Explanation:-No such declaration shall confer
upon any person a right to claim a permanent appointment to any post.
(2) Every appointing authority shall, from
time to time, after consultation with the appropriate Departmental Promotions
Committee, prepare a list, in order of precedence, of persons in
quasi-permanent service who are eligible for a permanent appointment. In
preparing such a list, the appointing authority shall consider both the
seniority and the merit of the 1309 Government servants concerned. All
permanent appointments which are reserved under sub-rule(1) under the control
of any such appointing authority shall. be made in accordance with such list:
Provided that the Government may order that permanent appointment to any grade
or post may be made purely in order of seniority." Now, it is beyond
dispute and in fact, admitted that the appellant held a quasi-permanent status
in the grade of posts known as Public Relations Officers. The order dated May
23, 1952, stated in clear terms that (i) a declaration had been issued in
respect of the appellant in pursuance of rr. 3 and 4 of the Temporary Service
Rules, (ii) concurrence of the Union Public Service Commission had been
obtained and (iii) the grade of posts in respect of which the appellant held
quasi-permanent status was the Public Relations Officers grade. Under r. 4 a
declaration issued under r. 3 shall specify the particular post or the particular
grades of posts within a cadre in respect of which it is issued and the date
from which it takes effect. A 'cadre', according to Fundamental Rule 9(4),
means the strength of a service or a part of a service sanctioned as a separate
unit. Some indication of what is meant by a grade can be obtained from art. 29
of the Civil Service Regulations: that article states" 29. Grade and
Class-Appointments are said to be in the same " Class " when they are
in the same Department, and bear the same designation, or have; been declared
by the Government of India to be in the same class. Appointments in the same
class are sometimes divided into "Grades" according to pay.
Note:-Appointments do not belong to the same Class or Grade unless they have
been so constituted or recognised by proper authority.
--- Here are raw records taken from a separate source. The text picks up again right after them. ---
//! Client-held session token.
//!
//! The client keeps exactly one token under a fixed key. Writers race
//! last-write-wins; there is no merge.

use std::io::{ErrorKind, Write};
use std::path::{Path, PathBuf};
use std::sync::RwLock;

use tempfile::NamedTempFile;

/// Fixed storage key for the session token.
pub const SESSION_KEY: &str = "token";

/// Error raised by a session store.
#[derive(Debug)]
pub enum SessionError {
    /// Reading or writing durable storage failed.
    Io(std::io::Error),
    /// The in-memory cell was poisoned by a panicking writer.
    LockPoisoned,
}

impl std::fmt::Display for SessionError {
    fn fmt(&self, f: &mut std::fmt::Formatter<'_>) -> std::fmt::Result {
        match self {
            Self::Io(e) => write!(f, "session storage error: {e}"),
            Self::LockPoisoned => write!(f, "session lock poisoned"),
        }
    }
}

impl std::error::Error for SessionError {
    fn source(&self) -> Option<&(dyn std::error::Error + 'static)> {
        match self {
            Self::Io(e) => Some(e),
            Self::LockPoisoned => None,
        }
    }
}

impl From<std::io::Error> for SessionError {
    fn from(e: std::io::Error) -> Self {
        Self::Io(e)
    }
}

/// Process-wide client session cell.
///
/// Route guards and request decorators take this by reference so tests can
/// hand them a fake.
pub trait SessionStore: Send + Sync {
    /// The current token, if any.
    fn get(&self) -> Result<Option<String>, SessionError>;

    /// Replace the current token.
    fn set(&self, token: &str) -> Result<(), SessionError>;

    /// Forget the current token. Clearing an empty store is not an error.
    fn clear(&self) -> Result<(), SessionError>;
}

/// Session held in memory for the life of the process.
#[derive(Debug, Default)]
pub struct MemorySessionStore {
    token: RwLock<Option<String>>,
}

impl MemorySessionStore {
    #[must_use]
    pub fn new() -> Self {
        Self::default()
    }
}

impl SessionStore for MemorySessionStore {
    fn get(&self) -> Result<Option<String>, SessionError> {
        let token = self.token.read().map_err(|_| SessionError::LockPoisoned)?;
        Ok(token.clone())
    }

    fn set(&self, token: &str) -> Result<(), SessionError> {
        let mut cell = self.token.write().map_err(|_| SessionError::LockPoisoned)?;
        *cell = Some(token.to_string());
        Ok(())
    }

    fn clear(&self) -> Result<(), SessionError> {
        let mut cell = self.token.write().map_err(|_| SessionError::LockPoisoned)?;
        *cell = None;
        Ok(())
    }
}

/// Session persisted as a single file named [`SESSION_KEY`] in a directory.
///
/// Survives process restarts, like browser local storage. The file is readable
/// by its owner only, and the token is stored byte for byte.
#[derive(Debug, Clone)]
pub struct FileSessionStore {
    path: PathBuf,
}

impl FileSessionStore {
    /// Store the session under `directory`. The directory must exist.
    #[must_use]
    pub fn new(directory: &Path) -> Self {
        Self {
            path: directory.join(SESSION_KEY),
        }
    }

    #[must_use]
    pub fn path(&self) -> &Path {
        &self.path
    }
}

impl SessionStore for FileSessionStore {
    fn get(&self) -> Result<Option<String>, SessionError> {
        match std::fs::read_to_string(&self.path) {
            Ok(contents) => Ok((!contents.is_empty()).then_some(contents)),
            Err(e) if e.kind() == ErrorKind::NotFound => Ok(None),
            Err(e) => Err(e.into()),
        }
    }

    fn set(&self, token: &str) -> Result<(), SessionError> {
        // Each writer stages in its own owner-only temp file, then renames it
        // into place, so readers never observe a half-written token.
        let directory = self.path.parent().unwrap_or_else(|| Path::new("."));
        let mut staging = NamedTempFile::new_in(directory)?;
        staging.write_all(token.as_bytes())?;
        staging.as_file().sync_all()?;
        staging
            .persist(&self.path)
            .map_err(|e| SessionError::Io(e.error))?;
        Ok(())
    }

    fn clear(&self) -> Result<(), SessionError> {
        match std::fs::remove_file(&self.path) {
            Err(e) if e.kind() != ErrorKind::NotFound => Err(e.into()),
            _ => Ok(()),
        }
    }
}
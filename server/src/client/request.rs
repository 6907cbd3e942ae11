//! Outgoing request decoration.

use axum::http::header::AUTHORIZATION;
use axum::http::{HeaderMap, HeaderValue};

use super::session::{SessionError, SessionStore};
use crate::auth::guard::BEARER_SCHEME;

/// Format a token as an authorization header value.
#[must_use]
pub fn bearer_header_value(token: &str) -> String {
    format!("{BEARER_SCHEME} {token}")
}

/// Attach `Authorization: Bearer <token>` when the client holds a session.
///
/// Returns whether a header was attached. Any existing authorization header
/// is replaced; with no session it is removed.
pub fn attach_bearer<S: SessionStore + ?Sized>(
    store: &S,
    headers: &mut HeaderMap,
) -> Result<bool, SessionError> {
    let Some(token) = store.get()? else {
        headers.remove(AUTHORIZATION);
        return Ok(false);
    };

    match HeaderValue::from_str(&bearer_header_value(&token)) {
        Ok(mut value) => {
            value.set_sensitive(true);
            headers.insert(AUTHORIZATION, value);
            Ok(true)
        }
        Err(e) => {
            tracing::warn!("stored session token is not a valid header value: {e}");
            headers.remove(AUTHORIZATION);
            Ok(false)
        }
    }
}
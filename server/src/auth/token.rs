//! Session token signing and verification.
//!
//! Tokens are compact HS256 JWTs: three dot-joined URL-safe base64 segments
//! (header, claims, signature). Claims are a fixed struct; unknown payload
//! fields are ignored and never surfaced to callers.
//!
//! # Pre-conditions
//! - The signing secret must be non-empty.
//!
//! # Post-conditions
//! - `verify` returns the exact claims that were signed, or an opaque `TokenError`.
//!
//! # Invariants
//! - Verification is stateless: there is no server-side record of issued tokens.
//! - A token is valid only while `now < expires_at`. There is no revoked state.
//! - Every verification failure looks the same to the caller.

use std::sync::Arc;

use jsonwebtoken::{Algorithm, DecodingKey, EncodingKey, Header, Validation, decode, encode};
use serde::{Deserialize, Serialize};

use crate::clock::{Clock, SystemClock};

/// Error returned when token configuration is invalid.
#[derive(Debug, Clone, PartialEq, Eq)]
pub enum TokenConfigError {
    /// The HS256 secret is empty.
    EmptySecret,
    /// The token lifetime is zero.
    ZeroLifetime,
}

impl std::fmt::Display for TokenConfigError {
    fn fmt(&self, f: &mut std::fmt::Formatter<'_>) -> std::fmt::Result {
        match self {
            Self::EmptySecret => write!(f, "token signing secret must not be empty"),
            Self::ZeroLifetime => write!(f, "token lifetime must be greater than zero"),
        }
    }
}

impl std::error::Error for TokenConfigError {}

/// Signing key and lifetime for session tokens.
#[derive(Clone)]
pub struct TokenConfig {
    secret: Vec<u8>,
    ttl_secs: u64,
}

impl TokenConfig {
    /// Default token lifetime: one hour.
    pub const DEFAULT_TTL_SECS: u64 = 3600;

    /// Create a configuration with the default one hour lifetime.
    ///
    /// # Errors
    /// Returns `TokenConfigError::EmptySecret` if the secret is empty.
    pub fn new(secret: Vec<u8>) -> Result<Self, TokenConfigError> {
        Self::with_ttl(secret, Self::DEFAULT_TTL_SECS)
    }

    /// Create a configuration with an explicit lifetime in seconds.
    ///
    /// # Errors
    /// Returns `TokenConfigError::EmptySecret` if the secret is empty.
    /// Returns `TokenConfigError::ZeroLifetime` if `ttl_secs` is zero.
    pub fn with_ttl(secret: Vec<u8>, ttl_secs: u64) -> Result<Self, TokenConfigError> {
        if secret.is_empty() {
            return Err(TokenConfigError::EmptySecret);
        }
        if ttl_secs == 0 {
            return Err(TokenConfigError::ZeroLifetime);
        }
        Ok(Self { secret, ttl_secs })
    }

    #[must_use]
    pub const fn ttl_secs(&self) -> u64 {
        self.ttl_secs
    }
}

impl std::fmt::Debug for TokenConfig {
    fn fmt(&self, f: &mut std::fmt::Formatter<'_>) -> std::fmt::Result {
        f.debug_struct("TokenConfig")
            .field("secret", &"<redacted>")
            .field("ttl_secs", &self.ttl_secs)
            .finish()
    }
}

/// Claims carried by a session token.
///
/// Serialized with the registered JWT claim names so tokens interoperate with
/// other JWT libraries.
#[derive(Debug, Clone, PartialEq, Eq, Serialize, Deserialize)]
pub struct Claims {
    /// Identity the token was issued to.
    #[serde(rename = "sub")]
    pub identity: String,
    /// Issuance time, seconds since the Unix epoch.
    #[serde(rename = "iat")]
    pub issued_at: u64,
    /// Expiry time, seconds since the Unix epoch.
    #[serde(rename = "exp")]
    pub expires_at: u64,
}

/// A freshly signed token together with the claims it carries.
#[derive(Debug, Clone, PartialEq, Eq)]
pub struct IssuedToken {
    pub token: String,
    pub claims: Claims,
}

/// Error returned when a token cannot be signed.
#[derive(Debug)]
pub enum SigningError {
    /// The identity claim is empty.
    EmptyIdentity,
    /// The JWT encoder failed.
    Encoding(jsonwebtoken::errors::Error),
}

impl std::fmt::Display for SigningError {
    fn fmt(&self, f: &mut std::fmt::Formatter<'_>) -> std::fmt::Result {
        match self {
            Self::EmptyIdentity => write!(f, "identity claim must not be empty"),
            Self::Encoding(e) => write!(f, "failed to sign token: {e}"),
        }
    }
}

impl std::error::Error for SigningError {
    fn source(&self) -> Option<&(dyn std::error::Error + 'static)> {
        match self {
            Self::Encoding(e) => Some(e),
            Self::EmptyIdentity => None,
        }
    }
}

/// Token verification failed.
///
/// Carries no reason: malformed, forged and expired tokens are
/// indistinguishable to the caller.
#[derive(Debug, Clone, Copy, PartialEq, Eq)]
pub struct TokenError;

impl std::fmt::Display for TokenError {
    fn fmt(&self, f: &mut std::fmt::Formatter<'_>) -> std::fmt::Result {
        write!(f, "invalid token")
    }
}

impl std::error::Error for TokenError {}

/// Issues and verifies HS256 session tokens.
///
/// # Thread Safety
///
/// Immutable after construction; share it behind an `Arc` across request handlers.
pub struct TokenCodec {
    encoding_key: EncodingKey,
    decoding_key: DecodingKey,
    header: Header,
    validation: Validation,
    ttl_secs: u64,
    clock: Arc<dyn Clock>,
}

impl TokenCodec {
    /// Create a codec that reads the system clock.
    #[must_use]
    pub fn new(config: &TokenConfig) -> Self {
        Self::with_clock(config, Arc::new(SystemClock))
    }

    /// Create a codec with an explicit clock.
    #[must_use]
    pub fn with_clock(config: &TokenConfig, clock: Arc<dyn Clock>) -> Self {
        let mut validation = Validation::new(Algorithm::HS256);
        // Expiry is checked against our own clock, with no leeway.
        validation.validate_exp = false;
        validation.set_required_spec_claims(&["exp", "sub"]);

        Self {
            encoding_key: EncodingKey::from_secret(&config.secret),
            decoding_key: DecodingKey::from_secret(&config.secret),
            header: Header::new(Algorithm::HS256),
            validation,
            ttl_secs: config.ttl_secs,
            clock,
        }
    }

    /// Issue a token for `identity`, valid from now for the configured lifetime.
    ///
    /// # Errors
    /// Returns `SigningError::EmptyIdentity` if `identity` is empty.
    pub fn issue(&self, identity: &str) -> Result<IssuedToken, SigningError> {
        let issued_at = self.clock.now_secs();
        let claims = Claims {
            identity: identity.to_string(),
            issued_at,
            expires_at: issued_at.saturating_add(self.ttl_secs),
        };
        let token = self.sign(&claims)?;
        Ok(IssuedToken { token, claims })
    }

    /// Sign explicit claims.
    ///
    /// # Errors
    /// Returns `SigningError::EmptyIdentity` if the identity claim is empty.
    /// Returns `SigningError::Encoding` if serialization or signing fails.
    pub fn sign(&self, claims: &Claims) -> Result<String, SigningError> {
        if claims.identity.is_empty() {
            return Err(SigningError::EmptyIdentity);
        }
        encode(&self.header, claims, &self.encoding_key).map_err(SigningError::Encoding)
    }

    /// Verify a token and return its claims.
    ///
    /// Checks structure, algorithm, signature and expiry. The reason for a
    /// rejection is logged at debug level and never returned.
    ///
    /// # Errors
    /// Returns `TokenError` on any failure.
    pub fn verify(&self, token: &str) -> Result<Claims, TokenError> {
        let claims = decode::<Claims>(token, &self.decoding_key, &self.validation)
            .map_err(|e| {
                tracing::debug!("token rejected: {e}");
                TokenError
            })?
            .claims;

        if claims.identity.is_empty() {
            tracing::debug!("token rejected: empty identity claim");
            return Err(TokenError);
        }

        let now = self.clock.now_secs();
        if now >= claims.expires_at {
            tracing::debug!(
                "token rejected: expired at {} (now {now})",
                claims.expires_at
            );
            return Err(TokenError);
        }

        Ok(claims)
    }
}
//! User-record storage.
//!
//! `UserStore` is the seam a real database plugs into. `MemoryUserStore` is
//! the in-process implementation used by the server binary and tests.
//!
//! # Invariants
//! - At most one credential exists per identity.
//! - `create` checks for an existing identity and inserts atomically.

use std::collections::HashMap;
use std::sync::RwLock;

/// Stored identity and password hash.
#[derive(Clone, PartialEq, Eq)]
pub struct Credential {
    pub identity: String,
    pub secret_hash: String,
}

impl std::fmt::Debug for Credential {
    fn fmt(&self, f: &mut std::fmt::Formatter<'_>) -> std::fmt::Result {
        f.debug_struct("Credential")
            .field("identity", &self.identity)
            .field("secret_hash", &"<redacted>")
            .finish()
    }
}

/// Errors raised by a user store.
#[derive(Debug, Clone, PartialEq, Eq)]
pub enum StoreError {
    /// A credential already exists for the identity.
    DuplicateIdentity,
    /// The store lock was poisoned by a panicking writer.
    LockPoisoned,
    /// Backend-specific failure.
    Backend(String),
}

impl std::fmt::Display for StoreError {
    fn fmt(&self, f: &mut std::fmt::Formatter<'_>) -> std::fmt::Result {
        match self {
            Self::DuplicateIdentity => write!(f, "identity already registered"),
            Self::LockPoisoned => write!(f, "user store lock poisoned"),
            Self::Backend(message) => write!(f, "user store error: {message}"),
        }
    }
}

impl std::error::Error for StoreError {}

/// Persistent user records.
///
/// # Thread Safety
///
/// Implementations must be safe to share across request handlers, and
/// `create` must not let two concurrent calls for the same identity both succeed.
pub trait UserStore: Send + Sync {
    /// Look up the credential for `identity`.
    fn find_by_identity(&self, identity: &str) -> Result<Option<Credential>, StoreError>;

    /// Insert a new credential.
    ///
    /// # Errors
    /// Returns `StoreError::DuplicateIdentity` if `identity` already exists.
    fn create(&self, identity: &str, secret_hash: &str) -> Result<(), StoreError>;

    /// Remove the credential for `identity`. Returns whether one existed.
    fn delete(&self, identity: &str) -> Result<bool, StoreError>;
}

/// In-memory user store keyed by identity.
#[derive(Debug, Default)]
pub struct MemoryUserStore {
    users: RwLock<HashMap<String, String>>,
}

impl MemoryUserStore {
    #[must_use]
    pub fn new() -> Self {
        Self::default()
    }

    /// Number of stored credentials.
    pub fn len(&self) -> Result<usize, StoreError> {
        let users = self.users.read().map_err(|_| StoreError::LockPoisoned)?;
        Ok(users.len())
    }

    pub fn is_empty(&self) -> Result<bool, StoreError> {
        Ok(self.len()? == 0)
    }
}

impl UserStore for MemoryUserStore {
    fn find_by_identity(&self, identity: &str) -> Result<Option<Credential>, StoreError> {
        let users = self.users.read().map_err(|_| StoreError::LockPoisoned)?;
        Ok(users.get(identity).map(|secret_hash| Credential {
            identity: identity.to_string(),
            secret_hash: secret_hash.clone(),
        }))
    }

    fn create(&self, identity: &str, secret_hash: &str) -> Result<(), StoreError> {
        // Check and insert under one write lock so concurrent registrations serialize.
        let mut users = self.users.write().map_err(|_| StoreError::LockPoisoned)?;
        if users.contains_key(identity) {
            return Err(StoreError::DuplicateIdentity);
        }
        users.insert(identity.to_string(), secret_hash.to_string());
        Ok(())
    }

    fn delete(&self, identity: &str) -> Result<bool, StoreError> {
        let mut users = self.users.write().map_err(|_| StoreError::LockPoisoned)?;
        Ok(users.remove(identity).is_some())
    }
}
//! Client-side session handling.
//!
//! Holds the token a client received at login, gates client routes on its
//! presence, and decorates outgoing requests with it.

pub mod navigation;
pub mod request;
pub mod session;

pub use navigation::{
    DASHBOARD_ROUTE, LOGIN_ROUTE, Navigation, complete_login, is_authenticated, logout,
    redirect_if_authenticated, require_session,
};
pub use request::{attach_bearer, bearer_header_value};
pub use session::{FileSessionStore, MemorySessionStore, SESSION_KEY, SessionError, SessionStore};
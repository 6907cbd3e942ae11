use std::net::SocketAddr;
use std::sync::Arc;

use garage_auth::clock::SystemClock;
use garage_auth::config::ServerConfig;
use garage_auth::http::{AppState, router};
use garage_auth::store::MemoryUserStore;
use tracing_subscriber::{layer::SubscriberExt, util::SubscriberInitExt};

#[tokio::main]
async fn main() {
    tracing_subscriber::registry()
        .with(
            tracing_subscriber::EnvFilter::try_from_default_env()
                .unwrap_or_else(|_| "garage_auth=debug".into()),
        )
        .with(tracing_subscriber::fmt::layer())
        .init();

    // Load configuration from environment variables
    let config = match ServerConfig::from_env() {
        Ok(config) => config,
        Err(e) => {
            tracing::error!("Failed to load configuration: {e}");
            std::process::exit(1);
        }
    };

    tracing::info!(
        "Loaded configuration: listen_port={}, token_ttl_secs={}, hash_cost={}",
        config.listen_port,
        config.token.ttl_secs(),
        config.hasher.cost()
    );

    // Credentials live in memory until a database-backed store replaces this one.
    let store = Arc::new(MemoryUserStore::new());
    let state = AppState::from_config(&config, store, Arc::new(SystemClock));
    let app = router(state);

    let addr = SocketAddr::from(([127, 0, 0, 1], config.listen_port));
    tracing::info!("listening on {}", addr);

    let listener = tokio::net::TcpListener::bind(addr)
        .await
        .unwrap_or_else(|e| {
            tracing::error!("Failed to bind: {e}");
            std::process::exit(1);
        });

    axum::serve(listener, app).await.unwrap_or_else(|e| {
        tracing::error!("Server error: {e}");
        std::process::exit(1);
    });
}
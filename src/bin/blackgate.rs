//! Server entry point.

#[tokio::main]
async fn main() -> anyhow::Result<()> {
    blackgate::server::run().await
}
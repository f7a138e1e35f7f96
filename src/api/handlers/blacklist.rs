//! Blacklist handlers: token-authenticated admin mutations plus the
//! API-key-scoped machine endpoints.
//!
//! Both families share the same load-modify-save sequence over the single
//! serialized blacklist record; only the identity source differs.

use axum::extract::{Extension, Query, State};
use axum::http::HeaderMap;
use axum::Json;

use crate::api::error::{ApiError, ErrorCode};
use crate::api::types::{BlacklistMutationResponse, CheckQuery, CheckResponse, IpRequest};
use crate::auth::AuthIdentity;
use crate::domain::{is_valid_ipv4, Blacklist, LogDraft, OperationType, BLACKLIST_KEY};
use crate::infra::KvStore;
use crate::server::AppState;

async fn load(kv: &dyn KvStore) -> Result<Blacklist, ApiError> {
    match kv.get(BLACKLIST_KEY).await? {
        Some(json) => Blacklist::from_json(&json).map_err(|err| {
            tracing::error!(error = %err, "blacklist record is corrupt");
            ApiError::new(ErrorCode::SystemError, "internal error")
        }),
        None => Ok(Blacklist::new()),
    }
}

async fn save(kv: &dyn KvStore, list: &Blacklist) -> Result<(), ApiError> {
    kv.put(BLACKLIST_KEY, list.to_json()).await?;
    Ok(())
}

fn operator(identity: &Option<Extension<AuthIdentity>>) -> String {
    identity
        .as_ref()
        .map(|Extension(AuthIdentity(id))| id.operator())
        .unwrap_or_else(|| "system".to_string())
}

/// Append `ip`, persist, and log. Shared by the token and API-key routes.
async fn add_ip(
    state: &AppState,
    ip: &str,
    operator: String,
) -> Result<Json<BlacklistMutationResponse>, ApiError> {
    let mut list = load(state.kv.as_ref()).await?;
    let count = match list.add(ip) {
        Ok(count) => count,
        Err(err) => {
            state.logger.record_detached(
                LogDraft::new(OperationType::BlacklistAdd)
                    .operator(operator)
                    .details(serde_json::json!({"ip": ip}))
                    .failed(err.to_string()),
            );
            return Err(err.into());
        }
    };
    save(state.kv.as_ref(), &list).await?;

    state.logger.record_detached(
        LogDraft::new(OperationType::BlacklistAdd)
            .operator(operator)
            .details(serde_json::json!({"ip": ip, "count": count})),
    );

    Ok(Json(BlacklistMutationResponse {
        success: true,
        message: format!("IP {ip} added to the blacklist"),
        count,
    }))
}

/// Remove `ip`, persist, and log. Shared by the token and API-key routes.
async fn remove_ip(
    state: &AppState,
    ip: &str,
    operator: String,
) -> Result<Json<BlacklistMutationResponse>, ApiError> {
    let mut list = load(state.kv.as_ref()).await?;
    let count = match list.remove(ip) {
        Ok(count) => count,
        Err(err) => {
            state.logger.record_detached(
                LogDraft::new(OperationType::BlacklistRemove)
                    .operator(operator)
                    .details(serde_json::json!({"ip": ip}))
                    .failed(err.to_string()),
            );
            return Err(err.into());
        }
    };
    save(state.kv.as_ref(), &list).await?;

    state.logger.record_detached(
        LogDraft::new(OperationType::BlacklistRemove)
            .operator(operator)
            .details(serde_json::json!({"ip": ip, "count": count})),
    );

    Ok(Json(BlacklistMutationResponse {
        success: true,
        message: format!("IP {ip} removed from the blacklist"),
        count,
    }))
}

/// POST /api/blacklist/add (token)
pub async fn add(
    State(state): State<AppState>,
    identity: Option<Extension<AuthIdentity>>,
    Json(request): Json<IpRequest>,
) -> Result<Json<BlacklistMutationResponse>, ApiError> {
    add_ip(&state, &request.ip, operator(&identity)).await
}

/// POST /api/blacklist/remove (token)
pub async fn remove(
    State(state): State<AppState>,
    identity: Option<Extension<AuthIdentity>>,
    Json(request): Json<IpRequest>,
) -> Result<Json<BlacklistMutationResponse>, ApiError> {
    remove_ip(&state, &request.ip, operator(&identity)).await
}

/// GET/POST /api/blacklist/get (token) — the raw address array.
pub async fn get(State(state): State<AppState>) -> Result<Json<Vec<String>>, ApiError> {
    let list = load(state.kv.as_ref()).await?;
    Ok(Json(list.entries().to_vec()))
}

/// POST /api/blacklist/add-api (API key, `add` permission)
pub async fn add_api(
    State(state): State<AppState>,
    identity: Option<Extension<AuthIdentity>>,
    Json(request): Json<IpRequest>,
) -> Result<Json<BlacklistMutationResponse>, ApiError> {
    add_ip(&state, &request.ip, operator(&identity)).await
}

/// POST /api/blacklist/remove-api (API key, `delete` permission)
pub async fn remove_api(
    State(state): State<AppState>,
    identity: Option<Extension<AuthIdentity>>,
    Json(request): Json<IpRequest>,
) -> Result<Json<BlacklistMutationResponse>, ApiError> {
    remove_ip(&state, &request.ip, operator(&identity)).await
}

/// GET/POST /api/blacklist/get-api (API key, `list` permission)
pub async fn get_api(
    State(state): State<AppState>,
    identity: Option<Extension<AuthIdentity>>,
) -> Result<Json<Vec<String>>, ApiError> {
    let list = load(state.kv.as_ref()).await?;

    state.logger.record_detached(
        LogDraft::new(OperationType::BlacklistGet)
            .operator(operator(&identity))
            .details(serde_json::json!({"count": list.len()})),
    );

    Ok(Json(list.entries().to_vec()))
}

/// GET/POST /api/blacklist/check-api (API key, `read` permission)
///
/// The target IP comes from the JSON body, else the `ip` query parameter,
/// else the caller's own forwarded address.
pub async fn check_api(
    State(state): State<AppState>,
    identity: Option<Extension<AuthIdentity>>,
    Query(query): Query<CheckQuery>,
    headers: HeaderMap,
    body: Option<Json<CheckQuery>>,
) -> Result<Json<CheckResponse>, ApiError> {
    let ip = body
        .and_then(|Json(b)| b.ip)
        .or(query.ip)
        .or_else(|| forwarded_ip(&headers))
        .ok_or_else(|| ApiError::malformed("missing ip parameter"))?;

    if !is_valid_ipv4(&ip) {
        state.logger.record_detached(
            LogDraft::new(OperationType::BlacklistCheck)
                .operator(operator(&identity))
                .details(serde_json::json!({"ip": ip}))
                .failed("invalid IPv4 address"),
        );
        return Err(ApiError::malformed(format!("invalid IPv4 address: {ip}")));
    }

    let list = load(state.kv.as_ref()).await?;
    let blocked = list.contains(&ip);

    state.logger.record_detached(
        LogDraft::new(OperationType::BlacklistCheck)
            .operator(operator(&identity))
            .details(serde_json::json!({"ip": ip, "blocked": blocked})),
    );

    Ok(Json(CheckResponse {
        message: if blocked {
            format!("IP {ip} is blacklisted")
        } else {
            format!("IP {ip} is not blacklisted")
        },
        ip,
        blocked,
    }))
}

fn forwarded_ip(headers: &HeaderMap) -> Option<String> {
    headers
        .get("x-forwarded-for")
        .and_then(|v| v.to_str().ok())
        .and_then(|v| v.split(',').next())
        .map(|v| v.trim().to_string())
        .filter(|v| !v.is_empty())
}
There are no Classes or
Grades of Ministerial Officers." It is, therefore, clear that so far as
the posts known as Public Relations Officers, All India Radio, are concerned,
they formed a grade and the appellant held a quasi-permanent status in that
grade. Rule 6(1) of the Temporary Service Rules lays 1310 down how the service
of a Government servant in quasi-permanent service can be terminated. We are
concerned in this case with cl. (ii) of the said rule. That clause says that
the service of a Government servant in quasi-permanent service can be
terminated " when the appointing authority concerned has certified that a
reduction has occurred in the number of posts available for Government servants
not in permanent service ". Learned counsel for the appellant has very
strongly submitted that there was no reduction within the meaning of the clause
in the present case, far less any certification of such reduction. Learned
counsel for the respondent has urged with equal vehemence that there was a
reduction within the meaning of the clause and the appointing authority had
certified such reduction.
Before considering the true scope and effect
of the relevant clause, it is necessary to say a few words about the Temporary
Service Rules. At the same time the Rules were published, Government also
issued a memorandum explanatory of the Rules. It was therein stated that the
term 'quasi-permanent' service had been evolved with the object of attaching
certain benefits to such service and with regard to r. 4(a) the memorandum
stated-,, Under Rule 4(a) a Government servant has to be declared as
quasi-permanent in respect of a particular post; such a post may be an isolated
one or it may be a post in a cadre consisting of several posts. In case where a
cadre is split up into several grades it may belong to one such grade within
the cadre. A Government servant who is declared as quasi-permanent in respect
of a particular post may be shifted from one post to another within the cadre
or grade concerned due to reduction in post or other causes. Such shifting does
not affect his rights." As to r. 6(1) the memorandum gave the following
explanation: This rule relates to the security of tenure of a quasi-permanent
Government servant. It should be noted that except in the event of reduction in
the number of posts in the cadre or grade concerned, the termination of service
of a quasi-permanent Government servant will have to be made in the same manner
1311 as the case of permanent Government servants For example, if the services
are to be terminated on grounds of indiscipline or inefficiency, it will be
necessary to institute formal proceedings against him. He has also got a
superior right of retention in service over that of purely temporary employees,
in the grade in which he is quasi-permanent.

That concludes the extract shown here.